Bien sûr il y a un hic. Ne voilà-t-il pas que ces dernières années Limonov s'oppose à Poutine, au nom de la démocratie et du droit d'expression ! De plus, sont plutôt rares ces concitoyens qui jouent de nos jours à ce petit jeu dangereux. Se méfie Emmanuel Carrère, les faits sont indéniables mais il n'y croit pas trop. Nous lui donnons raison, mais il se garde bien d'expliquer sa méfiance. Pour Limonov, la démocratie est un concept opératoire transitif. Au même titre que tous les autres concepts politiques. Pour faire vite basés sur les analyses du politique effectués par Aristote. La démocratie c'est comme le marteau ( celui qui incidemment était sur le drapeau de l'URSS ), vous pouvez vous en servir par exemple pour aider votre voisin à rafistoler le toit de sa maison, ou contre-exemple pour lui taper négligemment sur la tête afin de vous emparer de son logement. Un simple concept opératoire à manier selon les circonstances, selon la manière dont vos ennemis politiques s'en servent. La démocratie n'est plus le bien absolu intangible, la suprême valeur. Rappelons-nous que Marx a osé employé le concept de dictature prolétarienne pour mener à bien la liquidation des institutions libéro-bourgeoises.

Limonov est donc un fasciste quod corrumpet conceptum democraticum. Le politique n'est pas un dîner de gala. Limonov en dévoile la froideur opérative.
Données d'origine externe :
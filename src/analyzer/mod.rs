//! Main analysis orchestrator for Tx Guardian
//!
//! Architecture: Domain Services - Analyzer runs model rules and aggregates their results
//! - Discovers model documents, loads them and hands each one to the rule
//! - Reports keep violations in model order, then candidate order, then field order
//! - Parallel evaluation is opt-in per run and never changes that order

pub mod transactional;

use crate::config::GuardianConfig;
use crate::domain::model::{Declaration, ProgramModel};
use crate::domain::violations::{GuardianResult, ValidationReport, Violation};
use crate::model::{LoadedModel, ModelFilter};
use rayon::prelude::*;
use std::path::{Path, PathBuf};
use std::time::Instant;

pub use transactional::TransactionalRule;

/// A rule evaluated over a whole program model
pub trait ModelRule: Send + Sync {
    /// Stable identifier used in reports
    fn id(&self) -> &str;

    /// Declarations the rule should look at, in the order they are reported
    fn candidates<'m>(&self, model: &'m dyn ProgramModel) -> Vec<&'m Declaration>;

    /// Evaluate candidates and return diagnostics in candidate order
    fn evaluate(
        &self,
        model: &dyn ProgramModel,
        candidates: &[&Declaration],
        parallel: bool,
    ) -> RuleOutcome;
}

/// Result of one rule over one model
#[derive(Debug, Default)]
pub struct RuleOutcome {
    pub violations: Vec<Violation>,
    /// Candidates that were classes and got looked at
    pub classes_inspected: usize,
    /// Inspected classes skipped because they were already transactional
    pub classes_exempt: usize,
}

/// Main analyzer that orchestrates the entire validation process
pub struct Analyzer {
    config: GuardianConfig,
    rule: TransactionalRule,
    filter: ModelFilter,
}

/// Options for customizing analysis behavior
#[derive(Debug, Clone)]
pub struct AnalysisOptions {
    /// Whether to use parallel processing
    pub parallel: bool,
    /// Whether to stop at the first model that fails to load
    pub fail_fast: bool,
    /// Maximum number of models to analyze
    pub max_models: Option<usize>,
}

impl Default for AnalysisOptions {
    fn default() -> Self {
        Self {
            parallel: true,
            fail_fast: false,
            max_models: None,
        }
    }
}

impl Analyzer {
    /// Create a new analyzer with the given configuration
    pub fn new(config: GuardianConfig) -> GuardianResult<Self> {
        config.validate()?;

        let filter = ModelFilter::new(&config.models.patterns, &config.models.exclude)?;

        Ok(Self {
            rule: TransactionalRule::new(config.rule.clone()),
            config,
            filter,
        })
    }

    /// Create an analyzer with default configuration
    pub fn with_defaults() -> GuardianResult<Self> {
        Self::new(GuardianConfig::default())
    }

    pub fn config(&self) -> &GuardianConfig {
        &self.config
    }

    pub fn rule(&self) -> &TransactionalRule {
        &self.rule
    }

    /// Evaluate the rule over one program model
    pub fn analyze_model(&self, model: &dyn ProgramModel, options: &AnalysisOptions) -> ValidationReport {
        let start_time = Instant::now();
        let mut report = ValidationReport::new();
        report.set_models_analyzed(1);
        report.set_config_fingerprint(self.config.fingerprint());

        if !self.rule.config().enabled {
            tracing::debug!("Rule {} is disabled", self.rule.id());
            return report;
        }

        let candidates = self.rule.candidates(model);
        tracing::debug!("Evaluating {} candidates for {}", candidates.len(), self.rule.id());

        let outcome = self.rule.evaluate(model, &candidates, options.parallel);
        for violation in outcome.violations {
            report.add_violation(violation);
        }
        report.record_classes(outcome.classes_inspected, outcome.classes_exempt);
        report.set_execution_time(start_time.elapsed().as_millis() as u64);

        report
    }

    /// Load and analyze a single model document
    pub fn analyze_file<P: AsRef<Path>>(
        &self,
        model_path: P,
        options: &AnalysisOptions,
    ) -> GuardianResult<ValidationReport> {
        let model = LoadedModel::from_file(model_path)?;
        Ok(self.analyze_model(&model, options))
    }

    /// Expand files and directories into model documents, in discovery order
    pub fn discover_models<P: AsRef<Path>>(&self, paths: &[P]) -> Vec<PathBuf> {
        let mut models = Vec::new();

        for path in paths {
            let path = path.as_ref();

            if path.is_file() {
                models.push(path.to_path_buf());
            } else if path.is_dir() {
                models.extend(self.filter.find_models(path));
            } else {
                tracing::warn!("Skipping {}: no such file or directory", path.display());
            }
        }

        models
    }

    /// Analyze every model found under the given paths
    pub fn analyze_paths<P: AsRef<Path>>(
        &self,
        paths: &[P],
        options: &AnalysisOptions,
    ) -> GuardianResult<ValidationReport> {
        let start_time = Instant::now();

        let mut model_paths = self.discover_models(paths);
        if let Some(max_models) = options.max_models {
            model_paths.truncate(max_models);
        }

        // Collected in input order, so merging below is deterministic
        let results: Vec<(PathBuf, GuardianResult<ValidationReport>)> =
            if options.parallel && model_paths.len() > 1 {
                model_paths
                    .par_iter()
                    .map(|path| (path.clone(), self.analyze_file(path, options)))
                    .collect()
            } else {
                model_paths
                    .iter()
                    .map(|path| (path.clone(), self.analyze_file(path, options)))
                    .collect()
            };

        let mut report = ValidationReport::new();
        for (path, result) in results {
            match result {
                Ok(model_report) => report.merge(model_report),
                Err(e) => {
                    if options.fail_fast {
                        return Err(e);
                    }
                    tracing::warn!("Failed to analyze {}: {}", path.display(), e);
                }
            }
        }

        report.set_execution_time(start_time.elapsed().as_millis() as u64);
        report.set_config_fingerprint(self.config.fingerprint());

        Ok(report)
    }

    /// Get configuration fingerprint for cache validation
    pub fn config_fingerprint(&self) -> String {
        self.config.fingerprint()
    }
}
En jette à bas les prétendus présupposés philosophiques platoniciens au profit d'une pragmatique sophisticienne. A la fin de son livre Emmanuel Carrère imagine une éblouissante sortie par le haut pour son anti-héros, et s'il créait une religion ? ! Cette ridicule hypothèse est très logique : l'eidos de l'eidos platonicienne n'est-elle pas l'introduction sous une autre forme de l'autre nom du dieu unique ? Emmanuel Carrère trahit ainsi ses errements de petit-bourgeois en quête d'une transcendance démocratique.
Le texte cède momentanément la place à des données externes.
//! Tx Guardian CLI - Command-line interface for transactional boundary checks
//!
//! Architecture: Application Layer - CLI coordinates user interactions with domain services
//! - Translates user commands to domain operations
//! - Handles external concerns like config discovery, process exit codes and terminal output
//! - Logging goes to stderr so stdout carries only the report

use anyhow::Context;
use clap::{Parser, Subcommand, ValueEnum};
use std::path::{Path, PathBuf};
use std::process;
use tracing_subscriber::EnvFilter;
use tx_guardian::config::RULE_ID;
use tx_guardian::{
    AnalysisOptions, GuardianConfig, GuardianResult, GuardianValidator, OutputFormat,
    ReportFormatter, ReportOptions, Severity,
};

const DEFAULT_CONFIGS: [&str; 3] = ["tx_guardian.yaml", "tx_guardian.yml", ".tx_guardian.yaml"];

/// Tx Guardian - transactional boundary enforcement
#[derive(Parser)]
#[command(name = "tx-guardian")]
#[command(version)]
#[command(about = "Flags managed components that hold repositories without being transactional")]
#[command(long_about = "Tx Guardian reads program models produced by a compiler front end and reports every component class holding a repository-typed field while lacking a transactional annotation. Diagnostics print as <file>:[<line>,<column>] <message>.")]
struct Cli {
    #[command(subcommand)]
    command: Commands,

    /// Enable verbose logging
    #[arg(short, long, global = true)]
    verbose: bool,

    /// Emit log lines as JSON
    #[arg(long, global = true)]
    log_json: bool,

    /// Configuration file path
    #[arg(short, long, global = true)]
    config: Option<PathBuf>,

    /// Disable colored output
    #[arg(long, global = true)]
    no_color: bool,
}

#[derive(Subcommand)]
enum Commands {
    /// Check program models for non-transactional repository holders
    Check {
        /// Model files or directories to analyze
        paths: Vec<PathBuf>,

        /// Output format: human, json, compiler, sarif or github
        #[arg(short, long, default_value = "human")]
        format: OutputFormat,

        /// Minimum severity level to report
        #[arg(short, long, value_enum)]
        severity: Option<SeverityArg>,

        /// Maximum number of violations to report
        #[arg(long)]
        max_violations: Option<usize>,

        /// Maximum number of models to analyze
        #[arg(long)]
        max_models: Option<usize>,

        /// Disable parallel processing
        #[arg(long)]
        no_parallel: bool,

        /// Fail on the first model that cannot be loaded
        #[arg(long)]
        fail_fast: bool,
    },

    /// Validate configuration file
    ValidateConfig {
        /// Configuration file to validate
        config_file: Option<PathBuf>,
    },

    /// Explain what the rule checks and how it is configured
    Explain,
}

#[derive(Copy, Clone, ValueEnum)]
enum SeverityArg {
    Info,
    Warning,
    Error,
}

impl From<SeverityArg> for Severity {
    fn from(arg: SeverityArg) -> Self {
        match arg {
            SeverityArg::Info => Severity::Info,
            SeverityArg::Warning => Severity::Warning,
            SeverityArg::Error => Severity::Error,
        }
    }
}

/// Everything `check` needs besides the config
struct CheckArgs {
    paths: Vec<PathBuf>,
    format: OutputFormat,
    severity: Option<SeverityArg>,
    max_violations: Option<usize>,
    max_models: Option<usize>,
    no_parallel: bool,
    fail_fast: bool,
    use_colors: bool,
}

#[tokio::main]
async fn main() -> anyhow::Result<()> {
    let cli = Cli::parse();

    init_logging(cli.verbose, cli.log_json)?;

    let exit_code = run_command(cli).await?;
    process::exit(exit_code);
}

async fn run_command(cli: Cli) -> anyhow::Result<i32> {
    match cli.command {
        Commands::Check {
            paths,
            format,
            severity,
            max_violations,
            max_models,
            no_parallel,
            fail_fast,
        } => {
            let config = load_config(cli.config.as_deref())?;
            let args = CheckArgs {
                paths,
                format,
                severity,
                max_violations,
                max_models,
                no_parallel,
                fail_fast,
                use_colors: !cli.no_color,
            };
            Ok(run_check(config, args).await?)
        }
        Commands::ValidateConfig { config_file } => Ok(run_validate_config(config_file.or(cli.config))),
        Commands::Explain => {
            let config = load_config(cli.config.as_deref())?;
            Ok(run_explain(&config))
        }
    }
}

/// Use the given config file, else the first default file present, else defaults
fn load_config(config_path: Option<&Path>) -> anyhow::Result<GuardianConfig> {
    if let Some(config_path) = config_path {
        return GuardianConfig::load_from_file(config_path)
            .with_context(|| format!("Failed to load configuration from {}", config_path.display()));
    }

    for config_name in DEFAULT_CONFIGS {
        if Path::new(config_name).exists() {
            tracing::debug!("Using configuration {}", config_name);
            return GuardianConfig::load_from_file(config_name)
                .with_context(|| format!("Failed to load configuration from {config_name}"));
        }
    }

    Ok(GuardianConfig::default())
}

async fn run_check(config: GuardianConfig, args: CheckArgs) -> GuardianResult<i32> {
    let formatter = ReportFormatter::new(ReportOptions {
        use_colors: args.use_colors,
        max_violations: args.max_violations,
        min_severity: args.severity.map(Into::into),
        ..Default::default()
    });
    let validator = GuardianValidator::new_with_config(config)?.with_report_formatter(formatter);

    // Use current directory if no paths specified
    let paths = if args.paths.is_empty() {
        vec![PathBuf::from(".")]
    } else {
        args.paths
    };

    let options = AnalysisOptions {
        parallel: !args.no_parallel,
        fail_fast: args.fail_fast,
        max_models: args.max_models,
    };

    let report = validator.validate_with_options(&paths, &options).await?;

    validator.write_report(&report, args.format, std::io::stdout().lock())?;

    if report.has_errors() {
        Ok(1)
    } else {
        Ok(0)
    }
}

fn run_validate_config(config_path: Option<PathBuf>) -> i32 {
    let config_path = config_path.unwrap_or_else(|| PathBuf::from(DEFAULT_CONFIGS[0]));

    println!("Validating configuration: {}", config_path.display());

    match GuardianConfig::load_from_file(&config_path) {
        Ok(config) => {
            println!("Configuration is valid");
            println!("  Model patterns: {}", config.models.patterns.len());
            println!("  Exclude patterns: {}", config.models.exclude.len());
            println!("  Component annotations: {}", config.rule.component_annotations.len());
            println!("  Exempt annotations: {}", config.rule.exempt_annotations.len());
            println!("  Fingerprint: {}", config.fingerprint());
            0
        }
        Err(e) => {
            eprintln!("Configuration validation failed: {e}");
            1
        }
    }
}

fn run_explain(config: &GuardianConfig) -> i32 {
    let rule = &config.rule;

    println!("Rule: {RULE_ID}");
    println!("Severity: {}", rule.severity.as_str());
    println!("Enabled: {}", rule.enabled);
    println!();
    println!("Description:");
    println!("   A class annotated with any component annotation that declares a field whose");
    println!("   type implements the repository interface, directly or through supertypes,");
    println!("   must carry one of the exempt annotations.");
    println!();
    println!("Component annotations:");
    for annotation in &rule.component_annotations {
        println!("   {annotation}");
    }
    println!("Exempt annotations:");
    for annotation in &rule.exempt_annotations {
        println!("   {annotation}");
    }
    println!("Repository interface:");
    println!("   {}", rule.repository_interface);
    println!();
    println!("Message:");
    println!("   <file>:[<line>,<column>] {}", rule.message_template());

    0
}

fn init_logging(verbose: bool, json: bool) -> anyhow::Result<()> {
    let default_level = if verbose { "debug" } else { "warn" };
    let filter = EnvFilter::try_from_default_env().or_else(|_| EnvFilter::try_new(default_level))?;

    let builder = tracing_subscriber::fmt()
        .with_env_filter(filter)
        .with_target(false)
        .with_writer(std::io::stderr);

    if json {
        builder.json().init();
    } else {
        builder.init();
    }

    Ok(())
}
Le cas Limonov est problématique. Ce n'est pas de sa faute. L'aurait pu être un bon écrivain, point à la ligne. Les circonstances en ont voulu autrement. L'est né en 1943. Autrement dit, l'était en pleine force de l'âge lorsque le communisme s'est effondré. Exit l'URSS. Retour de la sainte Russie. Un âge d'or pour les intellectuels occidentaux. Alléluia, le communisme était mort et enterré. Victoire idéologique sur toute la ligne. La Russie enfin s'ouvrait à la démocratie et au libéralisme. Les lendemains n'étaient plus au rouge, ne furent pas roses non plus. Se passa un phénomène incompréhensible. Au lieu de baiser les pieds de la statue de Sainte Démocratie, une grande partie du peuple russe éprouva une grande nostalgie pour le communisme. Incroyable mais vrai, par un étrange mouvement réversible de balancier, voici un peuple à qui l'on offrait la liberté qui se mettait à rêver du retour de la dictature communiste ! Jusqu'à Staline ! le petit père des pères qui déboulait en force dans l'imaginaire collectif !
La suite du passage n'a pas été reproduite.